Too Big To Jail
It is cunning to steal a purse, daring to steal a fortune, a mark of greatness to steal a crown. The blame diminishes as the guilt increases---attributed to Schiller
Boy, do I have a bank deal for you. Guaranteed, too. You scam some mark out of a hundred grand. In the unlikely event you get caught, you’re allowed to negotiate the fine you’ll pay. It’s more like a tip. Ten large should do it. Jail? Don’t worry, it’ll never happen--even if you keep running the same scam over and over.

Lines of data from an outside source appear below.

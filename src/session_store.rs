//! Persisted per-client session state contract (spec section 4.3).
//!
//! Methods are `async` (native async-fn-in-trait; this crate never reaches
//! for `async_trait`, matching the rest of the corpus) so a real backend can
//! do network I/O without blocking the session's task. The in-memory
//! reference implementation here never actually awaits, but keeps the same
//! shape a SQL or KV backend would.

use std::collections::{HashMap, VecDeque};
use std::sync::{Arc, Mutex};

use codec::QoS;

use crate::error::Error;
use crate::metrics::Metrics;
use crate::types::{ClientId, Message, Subscription};

pub struct AttachResult {
    pub present: bool,
}

pub trait SessionStore: Send + Sync {
    /// # Errors
    /// Returns an error if the backend could not be reached or is corrupt.
    fn create_or_attach(
        &self,
        client_id: &ClientId,
        clean_session: bool,
    ) -> impl std::future::Future<Output = Result<AttachResult, Error>> + Send;

    fn save_subscriptions(
        &self,
        client_id: &ClientId,
        add: &[Subscription],
        remove: &[String],
    ) -> impl std::future::Future<Output = Result<(), Error>> + Send;

    fn subscriptions(
        &self,
        client_id: &ClientId,
    ) -> impl std::future::Future<Output = Vec<Subscription>> + Send;

    fn set_will(
        &self,
        client_id: &ClientId,
        will: Option<Message>,
    ) -> impl std::future::Future<Output = Result<(), Error>> + Send;

    fn take_will(
        &self,
        client_id: &ClientId,
    ) -> impl std::future::Future<Output = Option<Message>> + Send;

    /// Enqueue for an offline session. Bounded by `MessageQueueSize`; on
    /// overflow the oldest queued message is dropped and a counter
    /// incremented.
    fn enqueue(
        &self,
        client_id: &ClientId,
        message: Message,
    ) -> impl std::future::Future<Output = Result<(), Error>> + Send;

    fn dequeue_all(
        &self,
        client_id: &ClientId,
    ) -> impl std::future::Future<Output = Vec<Message>> + Send;

    fn drop_session(
        &self,
        client_id: &ClientId,
    ) -> impl std::future::Future<Output = Result<(), Error>> + Send;
}

#[derive(Default)]
struct SessionRecord {
    subscriptions: HashMap<String, QoS>,
    will: Option<Message>,
    queue: VecDeque<Message>,
    ever_connected: bool,
}

pub struct InMemorySessionStore {
    sessions: Mutex<HashMap<ClientId, SessionRecord>>,
    queue_capacity: usize,
    metrics: Arc<Metrics>,
}

impl InMemorySessionStore {
    #[must_use]
    pub fn new(queue_capacity: usize, metrics: Arc<Metrics>) -> Self {
        Self {
            sessions: Mutex::new(HashMap::new()),
            queue_capacity,
            metrics,
        }
    }
}

impl SessionStore for InMemorySessionStore {
    async fn create_or_attach(
        &self,
        client_id: &ClientId,
        clean_session: bool,
    ) -> Result<AttachResult, Error> {
        let mut sessions = self.sessions.lock().expect("session store lock poisoned");
        if clean_session {
            sessions.remove(client_id);
            sessions.insert(client_id.clone(), SessionRecord::default());
            return Ok(AttachResult { present: false });
        }
        let present = sessions
            .get(client_id)
            .map(|s| s.ever_connected)
            .unwrap_or(false);
        let record = sessions.entry(client_id.clone()).or_default();
        record.ever_connected = true;
        Ok(AttachResult { present })
    }

    async fn save_subscriptions(
        &self,
        client_id: &ClientId,
        add: &[Subscription],
        remove: &[String],
    ) -> Result<(), Error> {
        let mut sessions = self.sessions.lock().expect("session store lock poisoned");
        let record = sessions.entry(client_id.clone()).or_default();
        for filter in remove {
            record.subscriptions.remove(filter);
        }
        for sub in add {
            record
                .subscriptions
                .insert(sub.filter.clone(), sub.granted_qos);
        }
        Ok(())
    }

    async fn subscriptions(&self, client_id: &ClientId) -> Vec<Subscription> {
        let sessions = self.sessions.lock().expect("session store lock poisoned");
        sessions
            .get(client_id)
            .map(|record| {
                record
                    .subscriptions
                    .iter()
                    .map(|(filter, qos)| Subscription {
                        client_id: client_id.clone(),
                        filter: filter.clone(),
                        granted_qos: *qos,
                    })
                    .collect()
            })
            .unwrap_or_default()
    }

    async fn set_will(&self, client_id: &ClientId, will: Option<Message>) -> Result<(), Error> {
        let mut sessions = self.sessions.lock().expect("session store lock poisoned");
        sessions.entry(client_id.clone()).or_default().will = will;
        Ok(())
    }

    async fn take_will(&self, client_id: &ClientId) -> Option<Message> {
        let mut sessions = self.sessions.lock().expect("session store lock poisoned");
        sessions.get_mut(client_id).and_then(|r| r.will.take())
    }

    async fn enqueue(&self, client_id: &ClientId, message: Message) -> Result<(), Error> {
        let mut sessions = self.sessions.lock().expect("session store lock poisoned");
        let record = sessions.entry(client_id.clone()).or_default();
        if record.queue.len() >= self.queue_capacity {
            record.queue.pop_front();
            self.metrics.offline_queue_dropped.incr();
        }
        record.queue.push_back(message);
        Ok(())
    }

    async fn dequeue_all(&self, client_id: &ClientId) -> Vec<Message> {
        let mut sessions = self.sessions.lock().expect("session store lock poisoned");
        sessions
            .get_mut(client_id)
            .map(|r| r.queue.drain(..).collect())
            .unwrap_or_default()
    }

    async fn drop_session(&self, client_id: &ClientId) -> Result<(), Error> {
        let mut sessions = self.sessions.lock().expect("session store lock poisoned");
        sessions.remove(client_id);
        Ok(())
    }
}

#[cfg(test)]
mod tests {
    use super::*;

    fn store() -> InMemorySessionStore {
        InMemorySessionStore::new(2, Arc::new(Metrics::default()))
    }

    #[tokio::test]
    async fn clean_session_wipes_prior_state() {
        let store = store();
        let id = "c1".to_string();
        store.create_or_attach(&id, false).await.unwrap();
        store
            .enqueue(&id, Message::new("t", vec![1], QoS::AtLeastOnce, false))
            .await
            .unwrap();

        let result = store.create_or_attach(&id, true).await.unwrap();
        assert!(!result.present);
        assert!(store.dequeue_all(&id).await.is_empty());
    }

    #[tokio::test]
    async fn non_clean_reattach_reports_prior_session() {
        let store = store();
        let id = "c1".to_string();
        store.create_or_attach(&id, false).await.unwrap();
        let second = store.create_or_attach(&id, false).await.unwrap();
        assert!(second.present);
    }

    #[tokio::test]
    async fn queue_overflow_drops_oldest_and_counts() {
        let store = store();
        let id = "c1".to_string();
        for i in 0..3u8 {
            store
                .enqueue(&id, Message::new("t", vec![i], QoS::AtLeastOnce, false))
                .await
                .unwrap();
        }
        let drained = store.dequeue_all(&id).await;
        assert_eq!(drained.len(), 2);
        assert_eq!(drained[0].payload, vec![1]);
        assert_eq!(store.metrics.offline_queue_dropped.get(), 1);
    }
}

Neither will your reputation suffer. The media have been trained to soft pedal offenses like this not as the crimes they are, but rather as “mistakes,” “lapses,” and “inadvertencies” that can be rectified by tightening book-keeping procedures: “Oh, did we misplace a billion or so? I’ll check with accounting.”
In short, instead of suffering punishment and shame, you’re more likely to end up playing golf with President Obama at Mink Meadows on Martha’s Vineyard.
To be honest, there has to be a lot more zeros behind that hundred thousand to qualify for such de luxe treatment. So if you’ve cooked the books at Hoopleville Bank & Trust--get lost, this is not in your league! This is available only to masters of the universe from UBS (The president's pet), Barclay’s, HSBC, Citibank, Bank of America and the like.
This week brought us another example of this scam in action. The Obama administration and HSBC, one of the world’s biggest and baddest banks, reached a deal by which the bank would escape justice for, among other crimes, laundering money for Mexican drug cartels, by paying Uncle Sam a fine equal to a fraction of its yearly profits (By the by, these fines are rarely paid in full, but negotiated even further down after the publicity dies down.
The stink was so bad that in a lead editorial the NY Times called the deal “a dark day for the rule of law.” “Clearly, added the editorial, 'the government has bought into the notion that too big to fail is too big to jail.”
This is the latest of the extra-constitutional precedents being set by our president, who was once a professor of constitutional law. Among other prominent ones was his declaration that he could kill anyone anywhere just on his own say-so--and the hell with the Constitution and even the Magna Carta. Then there was his novel reasoning that war crimes didn’t have to be prosecuted since they happened in the past. (I guess we should only try future crimes or those happening right now. That would certainly relieve jail crowding.) And, of course, his Libya claim that not only could he declare war on his own in direct violation of Section 8 of the Constitution, but that he didn’t even have to inform Congress.
Welcome to Obamaland, where you can get away with murder and money and still be loved by liberals.